This is the third track of the first edition of the Extended Play series, a new MusiQology miniseries on a theme or concept that deserves more than a single-article treatment. Giving our contributors the space to explore and develop this type of work is important because the proliferation and justification of concepts is an important skill for academic writing. Like the EP for musicians, these give us, our writers, and our readers the chance to explore themes and concepts, testing them out before delivering the full album.
Over the next several weeks, MusiQology Managing Editor John Vilanova will be doing a deep hypothetical exploration of the 2018 GRAMMY Awards nominees for Album of the Year. Each article will ask the same question of a different artist: “What would a win by this artist mean?”
It’s not often that we write about Lorde and artists like her in this digital space.
The 20-year-old New Zealander has written an album, Melodrama, that is a crafted collection of strong pop tunes all her own, eschewing the Max Martin machinery and the typical song subjects for artists her age. Her deep rasp belies her age, as does the maturity of her sound. This is sophisticated pop music that, when given a high-fidelity treatment through the right pair of headphones or speakers, reveals a triumph of studio engineering. It would be the most traditional choice among the nominees, especially considering that the last two winners were Adele and Taylor Swift, similarly skilled and polished pop-and-studio-wizards.
Now, I don’t mean to be melodramatic myself, but it doesn’t seem unfair to suggest that a Lorde win would be a statement about how the GRAMMYs perceive the nature of music, itself. I want to suggest here that Lorde’s case study activates a dichotomy that is similar enough to this long historical one to give us pause and concern should she hoist the golden gramophone on Sunday, January 28. Specifically, it would land squarely aligned with a larger history where black competitors fall along one of two equally inappropriate sides of a superhuman/subhuman dichotomy.
This is a big claim, I know, and on the surface, it may feel like a stretch. But one of the most salient points of the post-Beyoncé/Adele GRAMMYs controversy last year—and one that we’re still chewing on here at MusiQology—was a suggestion about the recording studio and its utilization by different artists. Systematic racism, Ann Powers writes in NPR, “takes the form of pervasive ideas. These include the notion that music made with ‘real’ instruments and sung straightforwardly, like Adele’s softly tinged soul or Sturgill Simpson’s raucous country, require more skill and vision than those created within the synth- and sample-driven vernacular of hip-hop; the assumption that artists who stand still and sing, like Adele, are more ‘authentic’ than those who dance, like Beyoncé, although dance and music have been inseparable at least since the Jazz Age; and the elevation of the self-contained singer-songwriter, a figure who’s almost always white, over those who work more collaboratively.”

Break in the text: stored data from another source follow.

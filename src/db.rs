use std::path::Path;

use anyhow::{Context, Result};
use rusqlite::{Connection, OptionalExtension};

use crate::model::FetchedAsset;
use crate::pipeline::RunOutcome;

pub fn connect(path: &Path) -> Result<Connection> {
    if let Some(parent) = path.parent().filter(|p| !p.as_os_str().is_empty()) {
        std::fs::create_dir_all(parent)
            .with_context(|| format!("creating {}", parent.display()))?;
    }
    let conn = Connection::open(path)?;
    conn.execute_batch("PRAGMA journal_mode=WAL; PRAGMA foreign_keys=ON;")?;
    init_schema(&conn)?;
    Ok(conn)
}

pub fn init_schema(conn: &Connection) -> Result<()> {
    conn.execute_batch(
        "
        CREATE TABLE IF NOT EXISTS documents (
            id          INTEGER PRIMARY KEY,
            url         TEXT UNIQUE NOT NULL,
            label       TEXT NOT NULL,
            file_name   TEXT NOT NULL,
            bytes       INTEGER NOT NULL,
            fetched_at  TEXT NOT NULL DEFAULT (datetime('now'))
        );

        CREATE TABLE IF NOT EXISTS runs (
            id          INTEGER PRIMARY KEY,
            triggered_by TEXT NOT NULL,
            started_at  TEXT NOT NULL DEFAULT (datetime('now')),
            finished_at TEXT,
            documents   INTEGER,
            records     INTEGER,
            appended    INTEGER,
            error       TEXT
        );
        CREATE INDEX IF NOT EXISTS idx_runs_started ON runs(started_at);
        ",
    )?;
    Ok(())
}

// ── Documents ──

/// File a URL was stored under by an earlier run, if any.
pub fn cached_file(conn: &Connection, url: &str) -> Result<Option<String>> {
    let name = conn
        .query_row(
            "SELECT file_name FROM documents WHERE url = ?1",
            [url],
            |r| r.get(0),
        )
        .optional()?;
    Ok(name)
}

pub fn record_documents(conn: &Connection, assets: &[FetchedAsset]) -> Result<()> {
    let tx = conn.unchecked_transaction()?;
    {
        let mut stmt = tx.prepare(
            "INSERT INTO documents (url, label, file_name, bytes) VALUES (?1, ?2, ?3, ?4)
             ON CONFLICT(url) DO UPDATE SET
                label = excluded.label,
                file_name = excluded.file_name,
                bytes = excluded.bytes",
        )?;
        for a in assets {
            let file_name = a
                .local_path
                .file_name()
                .map(|n| n.to_string_lossy().into_owned())
                .unwrap_or_default();
            stmt.execute(rusqlite::params![a.url, a.label, file_name, a.bytes.len() as i64])?;
        }
    }
    tx.commit()?;
    Ok(())
}

// ── Runs ──

pub fn start_run(conn: &Connection, trigger: &str) -> Result<i64> {
    conn.execute("INSERT INTO runs (triggered_by) VALUES (?1)", [trigger])?;
    Ok(conn.last_insert_rowid())
}

pub fn finish_run(conn: &Connection, id: i64, result: Result<&RunOutcome, String>) -> Result<()> {
    match result {
        Ok(o) => conn.execute(
            "UPDATE runs SET finished_at = datetime('now'), documents = ?2, records = ?3, appended = ?4
             WHERE id = ?1",
            rusqlite::params![id, o.documents as i64, o.record_count as i64, o.appended as i64],
        )?,
        Err(e) => conn.execute(
            "UPDATE runs SET finished_at = datetime('now'), error = ?2 WHERE id = ?1",
            rusqlite::params![id, e],
        )?,
    };
    Ok(())
}

pub struct RunRow {
    pub id: i64,
    pub trigger: String,
    pub started_at: String,
    pub finished_at: Option<String>,
    pub records: Option<i64>,
    pub appended: Option<i64>,
    pub error: Option<String>,
}

pub fn recent_runs(conn: &Connection, limit: usize) -> Result<Vec<RunRow>> {
    let mut stmt = conn.prepare(
        "SELECT id, triggered_by, started_at, finished_at, records, appended, error
         FROM runs ORDER BY id DESC LIMIT ?1",
    )?;
    let rows = stmt
        .query_map([limit as i64], |row| {
            Ok(RunRow {
                id: row.get(0)?,
                trigger: row.get(1)?,
                started_at: row.get(2)?,
                finished_at: row.get(3)?,
                records: row.get(4)?,
                appended: row.get(5)?,
                error: row.get(6)?,
            })
        })?
        .collect::<Result<Vec<_>, _>>()?;
    Ok(rows)
}

// ── Stats ──

pub struct Stats {
    pub documents: usize,
    pub runs: usize,
    pub failed: usize,
    pub last_success: Option<String>,
}

pub fn get_stats(conn: &Connection) -> Result<Stats> {
    let documents: usize = conn.query_row("SELECT COUNT(*) FROM documents", [], |r| r.get(0))?;
    let runs: usize = conn.query_row("SELECT COUNT(*) FROM runs", [], |r| r.get(0))?;
    let failed: usize =
        conn.query_row("SELECT COUNT(*) FROM runs WHERE error IS NOT NULL", [], |r| r.get(0))?;
    let last_success: Option<String> = conn.query_row(
        "SELECT MAX(finished_at) FROM runs WHERE finished_at IS NOT NULL AND error IS NULL",
        [],
        |r| r.get(0),
    )?;
    Ok(Stats {
        documents,
        runs,
        failed,
        last_success,
    })
}

// ── Tests ──

#[cfg(test)]
mod tests {
    use super::*;
    use std::path::PathBuf;

    fn memory() -> Connection {
        let conn = Connection::open_in_memory().unwrap();
        init_schema(&conn).unwrap();
        conn
    }

    fn asset(url: &str, file: &str) -> FetchedAsset {
        FetchedAsset {
            seq: 1,
            url: url.into(),
            label: "Documentos adjuntos".into(),
            local_path: PathBuf::from("pdfs").join(file),
            bytes: b"%PDF-1.4".to_vec(),
        }
    }

    #[test]
    fn documents_are_keyed_by_url() {
        let conn = memory();
        assert_eq!(cached_file(&conn, "https://x.test/a.pdf").unwrap(), None);

        record_documents(&conn, &[asset("https://x.test/a.pdf", "1_a.pdf")]).unwrap();
        record_documents(&conn, &[asset("https://x.test/a.pdf", "1_a.pdf")]).unwrap();
        assert_eq!(
            cached_file(&conn, "https://x.test/a.pdf").unwrap().as_deref(),
            Some("1_a.pdf")
        );
        assert_eq!(get_stats(&conn).unwrap().documents, 1);
    }

    #[test]
    fn run_log() {
        let conn = memory();
        let ok = start_run(&conn, "manual").unwrap();
        let outcome = RunOutcome {
            documents: 2,
            record_count: 5,
            appended: 3,
        };
        finish_run(&conn, ok, Ok(&outcome)).unwrap();
        let bad = start_run(&conn, "scheduled").unwrap();
        finish_run(&conn, bad, Err("navigating failed".into())).unwrap();

        let stats = get_stats(&conn).unwrap();
        assert_eq!(stats.runs, 2);
        assert_eq!(stats.failed, 1);
        assert!(stats.last_success.is_some());

        let runs = recent_runs(&conn, 10).unwrap();
        assert_eq!(runs[0].id, bad);
        assert_eq!(runs[0].error.as_deref(), Some("navigating failed"));
        assert_eq!(runs[1].records, Some(5));
        assert_eq!(runs[1].appended, Some(3));
    }
}
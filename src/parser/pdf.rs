use anyhow::{anyhow, Result};
use tracing::debug;

use super::PageText;

/// Text layer extraction through `pdf-extract`, which lays glyphs out by
/// position: cells on one baseline come back as one space-separated line.
pub struct PdfText;

impl PageText for PdfText {
    fn page_texts(&self, bytes: &[u8]) -> Result<Vec<String>> {
        let pages = pdf_extract::extract_text_from_mem_by_pages(bytes)
            .map_err(|e| anyhow!("unreadable PDF: {}", e))?;

        Ok(pages
            .into_iter()
            .enumerate()
            .filter_map(|(i, text)| {
                if text.trim().is_empty() {
                    debug!(page = i + 1, "page has no text layer");
                    None
                } else {
                    Some(text)
                }
            })
            .collect())
    }
}
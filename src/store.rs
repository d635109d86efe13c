use std::io::ErrorKind;
use std::path::Path;

use anyhow::{Context, Result};

use crate::model::PriceRecord;

/// Read a JSON array of records. `None` when the file has never been written.
pub fn load(path: &Path) -> Result<Option<Vec<PriceRecord>>> {
    let raw = match std::fs::read_to_string(path) {
        Ok(raw) => raw,
        Err(e) if e.kind() == ErrorKind::NotFound => return Ok(None),
        Err(e) => return Err(e).with_context(|| format!("reading {}", path.display())),
    };
    let records = serde_json::from_str(&raw).with_context(|| format!("parsing {}", path.display()))?;
    Ok(Some(records))
}

/// Replace the whole collection. Written to a sibling temp file and renamed,
/// so readers see either the old or the new array.
pub fn save(path: &Path, records: &[PriceRecord]) -> Result<()> {
    if let Some(parent) = path.parent().filter(|p| !p.as_os_str().is_empty()) {
        std::fs::create_dir_all(parent)?;
    }
    let json = serde_json::to_string_pretty(records)?;
    let tmp = path.with_extension("json.tmp");
    std::fs::write(&tmp, json).with_context(|| format!("writing {}", tmp.display()))?;
    std::fs::rename(&tmp, path).with_context(|| format!("replacing {}", path.display()))?;
    Ok(())
}
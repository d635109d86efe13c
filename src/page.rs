use std::collections::{HashSet, VecDeque};
use std::sync::LazyLock;

use anyhow::{Context, Result};
use reqwest::Client;
use scraper::{Html, Selector};
use tracing::{debug, info};
use url::Url;

static ANCHOR: LazyLock<Selector> = LazyLock::new(|| Selector::parse("a").unwrap());
static FRAME: LazyLock<Selector> = LazyLock::new(|| Selector::parse("iframe[src], frame[src]").unwrap());
static BASE: LazyLock<Selector> = LazyLock::new(|| Selector::parse("base[href]").unwrap());

/// An anchor as a reader sees it: visible text plus absolute target.
#[derive(Debug, Clone, PartialEq)]
pub struct Anchor {
    pub text: String,
    pub href: String,
}

/// One HTML document, the page itself or an embedded frame.
#[derive(Debug, Clone)]
pub struct Document {
    pub url: Url,
    html: String,
}

impl Document {
    pub fn from_html(url: Url, html: impl Into<String>) -> Self {
        Self {
            url,
            html: html.into(),
        }
    }

    /// All anchors whose visible text satisfies `keep`.
    pub fn anchors_matching(&self, keep: impl Fn(&str) -> bool) -> Vec<Anchor> {
        let html = Html::parse_document(&self.html);
        let base = base_url(&html, &self.url);

        html.select(&ANCHOR)
            .filter_map(|el| {
                let text = visible_text(el.text());
                if !keep(&text) {
                    return None;
                }
                let href = base.join(el.value().attr("href")?.trim()).ok()?;
                Some(Anchor {
                    text,
                    href: href.to_string(),
                })
            })
            .collect()
    }

    fn frame_urls(&self) -> Vec<Url> {
        let html = Html::parse_document(&self.html);
        let base = base_url(&html, &self.url);
        html.select(&FRAME)
            .filter_map(|el| base.join(el.value().attr("src")?.trim()).ok())
            .filter(|u| matches!(u.scheme(), "http" | "https"))
            .collect()
    }
}

/// A loaded page: the root document and every reachable nested frame.
#[derive(Debug, Clone)]
pub struct Page {
    pub root: Document,
    pub frames: Vec<Document>,
}

impl Page {
    /// Navigate to `url`, then load frames breadth-first up to `frame_depth`
    /// levels. Navigation failure is an error; a frame that cannot be loaded
    /// is skipped.
    ///
    /// The markup is complete once the body is read, so there is no
    /// scroll-until-stable step.
    pub async fn load(client: &Client, url: &str, frame_depth: usize) -> Result<Page> {
        let root = get_document(client, url)
            .await
            .with_context(|| format!("navigating to {}", url))?;
        info!(url = %root.url, "page loaded");

        let mut seen: HashSet<Url> = HashSet::from([root.url.clone()]);
        let mut queue: VecDeque<(Url, usize)> =
            root.frame_urls().into_iter().map(|u| (u, 1)).collect();
        let mut frames = Vec::new();

        while let Some((frame_url, depth)) = queue.pop_front() {
            if depth > frame_depth || !seen.insert(frame_url.clone()) {
                continue;
            }
            match get_document(client, frame_url.as_str()).await {
                Ok(doc) => {
                    queue.extend(doc.frame_urls().into_iter().map(|u| (u, depth + 1)));
                    frames.push(doc);
                }
                Err(e) => debug!(url = %frame_url, "skipping frame: {:#}", e),
            }
        }

        debug!(frames = frames.len(), "frames loaded");
        Ok(Page { root, frames })
    }

    /// Root first, then frames in discovery order.
    pub fn documents(&self) -> impl Iterator<Item = &Document> {
        std::iter::once(&self.root).chain(self.frames.iter())
    }
}

async fn get_document(client: &Client, url: &str) -> Result<Document> {
    let response = client.get(url).send().await?.error_for_status()?;
    let final_url = response.url().clone();
    let html = response.text().await?;
    Ok(Document::from_html(final_url, html))
}

fn base_url(html: &Html, fallback: &Url) -> Url {
    html.select(&BASE)
        .next()
        .and_then(|el| el.value().attr("href"))
        .and_then(|href| fallback.join(href.trim()).ok())
        .unwrap_or_else(|| fallback.clone())
}

fn visible_text<'a>(parts: impl Iterator<Item = &'a str>) -> String {
    let raw: String = parts.collect();
    raw.split_whitespace().collect::<Vec<_>>().join(" ")
}

// ── Tests ──
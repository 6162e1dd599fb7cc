use anyhow::{Context, Result};
use logshelf_security::Stats;
use std::path::{Path, PathBuf};
use tokio::fs::File;
use tokio::io::AsyncWrite;

use super::RedactOptions;
use crate::output::format_size;

pub async fn handle(
    input: PathBuf,
    output: Option<PathBuf>,
    options: &RedactOptions,
    json: bool,
) -> Result<()> {
    let stats = match &output {
        Some(path) => {
            let mut file = File::create(path)
                .await
                .with_context(|| format!("Failed to create {}", path.display()))?;
            match run(&input, options, &mut file).await {
                Ok(stats) => stats,
                Err(e) => {
                    drop(file);
                    let _ = tokio::fs::remove_file(path).await;
                    return Err(e);
                }
            }
        }
        None => run(&input, options, &mut tokio::io::stdout()).await?,
    };

    match stats {
        Some(stats) if json => eprintln!("{}", serde_json::to_string_pretty(&stats)?),
        Some(stats) => eprintln!("{}", summary_line(&stats)),
        None => eprintln!("Redaction disabled, copied unchanged"),
    }

    Ok(())
}

/// Stream `input` (a path, or `-` for stdin) into `sink`.
pub async fn run<W>(input: &Path, options: &RedactOptions, sink: &mut W) -> Result<Option<Stats>>
where
    W: AsyncWrite + Unpin,
{
    if input == Path::new("-") {
        return options.copy(tokio::io::stdin(), sink).await;
    }

    let file = File::open(input)
        .await
        .with_context(|| format!("Failed to open {}", input.display()))?;
    options
        .copy(file, sink)
        .await
        .with_context(|| format!("Failed to redact {}", input.display()))
}

fn summary_line(stats: &Stats) -> String {
    format!(
        "Redacted {} lines: {} → {} ({:.1}% reduction), {}",
        stats.lines_processed,
        format_size(stats.original_bytes),
        format_size(stats.redacted_bytes),
        stats.percent_reduction(),
        stats
    )
}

In other words, there seems to be a certain kind of institution-level groupthink that suggests that the pop single is a higher degree-of-difficulty text than the rap or hip-hop one. A victory for Lorde is a victory for a certain kind of music-making with a certain kind of cultural meaning for a certain kind of artist. And thus the takeaway is simple: The music made by black artists is advantageous for competition despite its perceived inferiority, and a Lorde win would be the most “just” result. It’s easier for a black artist to make music that sounds good, but the GRAMMYs, in their expert wisdom, see through that advantage and award the true achievement.
This is not a new argument in competition. In fact, it is not hard to draw a straight line from this type of argument to that made about black athletes’ supposed physical and genetic superiority. Recall the persistent and long-standing rumor (still plentiful online if you spend five seconds looking) that black athletes occupy so many medal stands and spots in the running record books due to the presence of a supposed extra muscle in their legs. This, of course, is nonsensical, but it suggests a kind of assumption of superhumanity that still persists in psychological studies of white attitudes towards black athletes. Whites believe that blacks have inherent advantages, and that belief explains away black success as a byproduct of things out of everyone’s control.
In music, this kind of advantage manifests itself, surprisingly enough, as a perceived disadvantage: Black music, if the argument holds, is inherently easier than white music to record and produce. So therefore, their eligibility for the awards comes more easily. Only the golden ears of GRAMMY voters can discern the undeserving, and only their ballots can course correct for an ostensibly unfair competition.
Dehumanization, of course, is an easier connection in this case: Lorde’s music is inherently more musical than her four black male competitors. To make the kind of suggestion that Powers argues people do is to delegitimize the creative work of black artists, suggesting that their contributions ultimately create less exceptional products that are inherently less deserving of the Album of the Year title.
These articles are intended to be thought experiments—riffs on a theme to explore hypotheticals where four of the five of them will be rendered obsolete when the winner’s name is announced. But there’s something insidious about this one in particular because it gets at a broader question of musicality itself. And that is something that we need to defend passionately.